What is a 'Hacker'? - p4bl0
http://ben.balter.com/2013/02/16/what-is-a-hacker/

======
alan_cx
I still understand "hacker" to mean someone who re-tasks something from one
use to another. I dont see it as computer specific.

Computer hackers are a subset of that. They access or attack systems via
routes that were not designed for them to use and exploit in that way. Coding
hackers use existing code and modify it for another purpose. I don't see a
coder who starts with a blank page and libraries or APIs as a hacker as such.
They are creators, using tool provided for intended purpose.
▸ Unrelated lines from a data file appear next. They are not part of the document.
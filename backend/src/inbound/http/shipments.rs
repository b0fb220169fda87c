//! Shipment HTTP handlers.
//!
//! ```text
//! GET /api/v1/shipments?search=trk&status=IN_TRANSIT&sortBy=shipDate&sortOrder=asc&page=1&limit=10
//! GET /api/v1/shipments/stats/summary
//! GET /api/v1/shipments/{id}
//! POST /api/v1/shipments
//! PUT /api/v1/shipments/{id}
//! DELETE /api/v1/shipments/{id}
//! ```
//!
//! Every handler scopes its work to the signed-in user. Shipments owned by
//! someone else read exactly like missing ones.

use actix_web::{HttpRequest, HttpResponse, delete, get, post, put, web};
use pagination::{PageLinks, PageRequest};
use tracing::warn;

use crate::domain::Error;
use crate::domain::ports::{
    CreateShipmentRequest, DeleteShipmentRequest, GetShipmentRequest, ListShipmentsRequest,
    UpdateShipmentRequest,
};
use crate::inbound::http::ApiResult;
use crate::inbound::http::schemas::ErrorSchema;
use crate::inbound::http::session::SessionContext;
use crate::inbound::http::shipments_dto::{
    ListShipmentsQuery, ShipmentListResponse, ShipmentPayload, ShipmentResponse,
    ShipmentSummaryResponse,
};
use crate::inbound::http::state::HttpState;
use crate::inbound::http::validation::parse_shipment_id;

const SHIPMENT_NOT_FOUND: &str = "Shipment not found";

/// List the caller's shipments.
#[utoipa::path(
    get,
    path = "/api/v1/shipments",
    params(ListShipmentsQuery),
    responses(
        (status = 200, description = "One page of shipments", body = ShipmentListResponse),
        (status = 400, description = "Unknown status filter", body = ErrorSchema),
        (status = 401, description = "Unauthorised", body = ErrorSchema),
        (status = 503, description = "Shipment store unavailable", body = ErrorSchema),
        (status = 500, description = "Internal server error", body = ErrorSchema)
    ),
    tags = ["shipments"],
    operation_id = "listShipments"
)]
#[get("/shipments")]
pub async fn list_shipments(
    state: web::Data<HttpState>,
    session: SessionContext,
    request: HttpRequest,
    query: web::Query<ListShipmentsQuery>,
) -> ApiResult<web::Json<ShipmentListResponse>> {
    let owner = session.require_user_id()?;
    let params = query.to_params()?;
    let page = PageRequest::from_raw(query.page.as_deref(), query.limit.as_deref());

    let listing = state
        .shipments_query
        .list_shipments(ListShipmentsRequest {
            owner,
            params,
            page,
        })
        .await?;

    let links = PageLinks::new(&request.full_url(), page, listing.pagination).map_err(|err| {
        warn!(error = %err, "request URL cannot carry pagination links");
        Error::internal(err.to_string())
    })?;

    Ok(web::Json(ShipmentListResponse {
        shipments: listing
            .shipments
            .into_iter()
            .map(ShipmentResponse::from)
            .collect(),
        pagination: listing.pagination.into(),
        links: links.into(),
    }))
}

/// Per-status counts over the caller's shipments.
#[utoipa::path(
    get,
    path = "/api/v1/shipments/stats/summary",
    responses(
        (status = 200, description = "Status counts", body = ShipmentSummaryResponse),
        (status = 401, description = "Unauthorised", body = ErrorSchema),
        (status = 503, description = "Shipment store unavailable", body = ErrorSchema),
        (status = 500, description = "Internal server error", body = ErrorSchema)
    ),
    tags = ["shipments"],
    operation_id = "shipmentSummary"
)]
#[get("/shipments/stats/summary")]
pub async fn shipment_summary(
    state: web::Data<HttpState>,
    session: SessionContext,
) -> ApiResult<web::Json<ShipmentSummaryResponse>> {
    let owner = session.require_user_id()?;
    let summary = state.shipments_query.summarize(&owner).await?;
    Ok(web::Json(summary.into()))
}

/// Fetch one shipment.
#[utoipa::path(
    get,
    path = "/api/v1/shipments/{id}",
    params(("id" = String, Path, description = "Shipment id")),
    responses(
        (status = 200, description = "Shipment", body = ShipmentResponse),
        (status = 401, description = "Unauthorised", body = ErrorSchema),
        (status = 404, description = "Shipment not found", body = ErrorSchema),
        (status = 500, description = "Internal server error", body = ErrorSchema)
    ),
    tags = ["shipments"],
    operation_id = "getShipment"
)]
#[get("/shipments/{id}")]
pub async fn get_shipment(
    state: web::Data<HttpState>,
    session: SessionContext,
    path: web::Path<String>,
) -> ApiResult<web::Json<ShipmentResponse>> {
    let owner = session.require_user_id()?;
    let shipment_id = parse_shipment_id(&path, SHIPMENT_NOT_FOUND)?;
    let view = state
        .shipments_query
        .get_shipment(GetShipmentRequest { owner, shipment_id })
        .await?;
    Ok(web::Json(view.into()))
}

/// Create a shipment owned by the caller.
#[utoipa::path(
    post,
    path = "/api/v1/shipments",
    request_body = ShipmentPayload,
    responses(
        (status = 201, description = "Shipment created", body = ShipmentResponse),
        (status = 400, description = "Invalid request", body = ErrorSchema),
        (status = 401, description = "Unauthorised", body = ErrorSchema),
        (status = 409, description = "Tracking number already exists", body = ErrorSchema),
        (status = 500, description = "Internal server error", body = ErrorSchema)
    ),
    tags = ["shipments"],
    operation_id = "createShipment"
)]
#[post("/shipments")]
pub async fn create_shipment(
    state: web::Data<HttpState>,
    session: SessionContext,
    payload: web::Json<ShipmentPayload>,
) -> ApiResult<HttpResponse> {
    let owner = session.require_user_id()?;
    let draft = payload.into_inner().into_draft()?;
    let view = state
        .shipments
        .create_shipment(CreateShipmentRequest { owner, draft })
        .await?;
    Ok(HttpResponse::Created().json(ShipmentResponse::from(view)))
}

/// Change some fields of a shipment. Omitted fields are left alone.
#[utoipa::path(
    put,
    path = "/api/v1/shipments/{id}",
    params(("id" = String, Path, description = "Shipment id")),
    request_body = ShipmentPayload,
    responses(
        (status = 200, description = "Updated shipment", body = ShipmentResponse),
        (status = 400, description = "Invalid request or no fields to update", body = ErrorSchema),
        (status = 401, description = "Unauthorised", body = ErrorSchema),
        (status = 404, description = "Shipment not found", body = ErrorSchema),
        (status = 409, description = "Tracking number already exists", body = ErrorSchema),
        (status = 500, description = "Internal server error", body = ErrorSchema)
    ),
    tags = ["shipments"],
    operation_id = "updateShipment"
)]
#[put("/shipments/{id}")]
pub async fn update_shipment(
    state: web::Data<HttpState>,
    session: SessionContext,
    path: web::Path<String>,
    payload: web::Json<ShipmentPayload>,
) -> ApiResult<web::Json<ShipmentResponse>> {
    let owner = session.require_user_id()?;
    let shipment_id = parse_shipment_id(&path, SHIPMENT_NOT_FOUND)?;
    let patch = payload.into_inner().into_patch()?;
    let view = state
        .shipments
        .update_shipment(UpdateShipmentRequest {
            owner,
            shipment_id,
            patch,
        })
        .await?;
    Ok(web::Json(view.into()))
}

/// Delete a shipment.
#[utoipa::path(
    delete,
    path = "/api/v1/shipments/{id}",
    params(("id" = String, Path, description = "Shipment id")),
    responses(
        (status = 204, description = "Shipment deleted"),
        (status = 401, description = "Unauthorised", body = ErrorSchema),
        (status = 404, description = "Shipment not found", body = ErrorSchema),
        (status = 500, description = "Internal server error", body = ErrorSchema)
    ),
    tags = ["shipments"],
    operation_id = "deleteShipment"
)]
#[delete("/shipments/{id}")]
pub async fn delete_shipment(
    state: web::Data<HttpState>,
    session: SessionContext,
    path: web::Path<String>,
) -> ApiResult<HttpResponse> {
    let owner = session.require_user_id()?;
    let shipment_id = parse_shipment_id(&path, SHIPMENT_NOT_FOUND)?;
    state
        .shipments
        .delete_shipment(DeleteShipmentRequest { owner, shipment_id })
        .await?;
    Ok(HttpResponse::NoContent().finish())
}

/// Register the shipment routes. The summary route is registered ahead of
/// `{id}` so `stats` is never read as an id.
pub fn configure(cfg: &mut web::ServiceConfig) {
    cfg.service(list_shipments)
        .service(shipment_summary)
        .service(get_shipment)
        .service(create_shipment)
        .service(update_shipment)
        .service(delete_shipment);
}

#[cfg(test)]
#[path = "shipments_tests.rs"]
mod tests;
Too widen it: an art hacker, for example, would take old bits of metal and
make a sculpture. An artist starts with a blank page and raw materials. People
who fix cars with anything around them in Africa or Cuba too are hackers. Im
not sure of the details, but when Apollo whatever number went wrong and they
had to help the astronauts get home, that was hacking. People who fit V8
engines to small FWD cars; hackers.

I also think its about targeted expertise, rather than over all expertise.
Hackers learn the small part they need to re-task, but don't have over all
knowledge. As well as that, I think its about cutting through the surrounding
crap. Getting the job done regardless of convention, rules, regulation, and
procedure. So, hacking is about how you get the job done.

That is how I see it, but of course in all that is room for debate and many
fine lines to argue over.

Ultimately to me, its a universal mentality. Macgyver was an ultimate
hacker!!!!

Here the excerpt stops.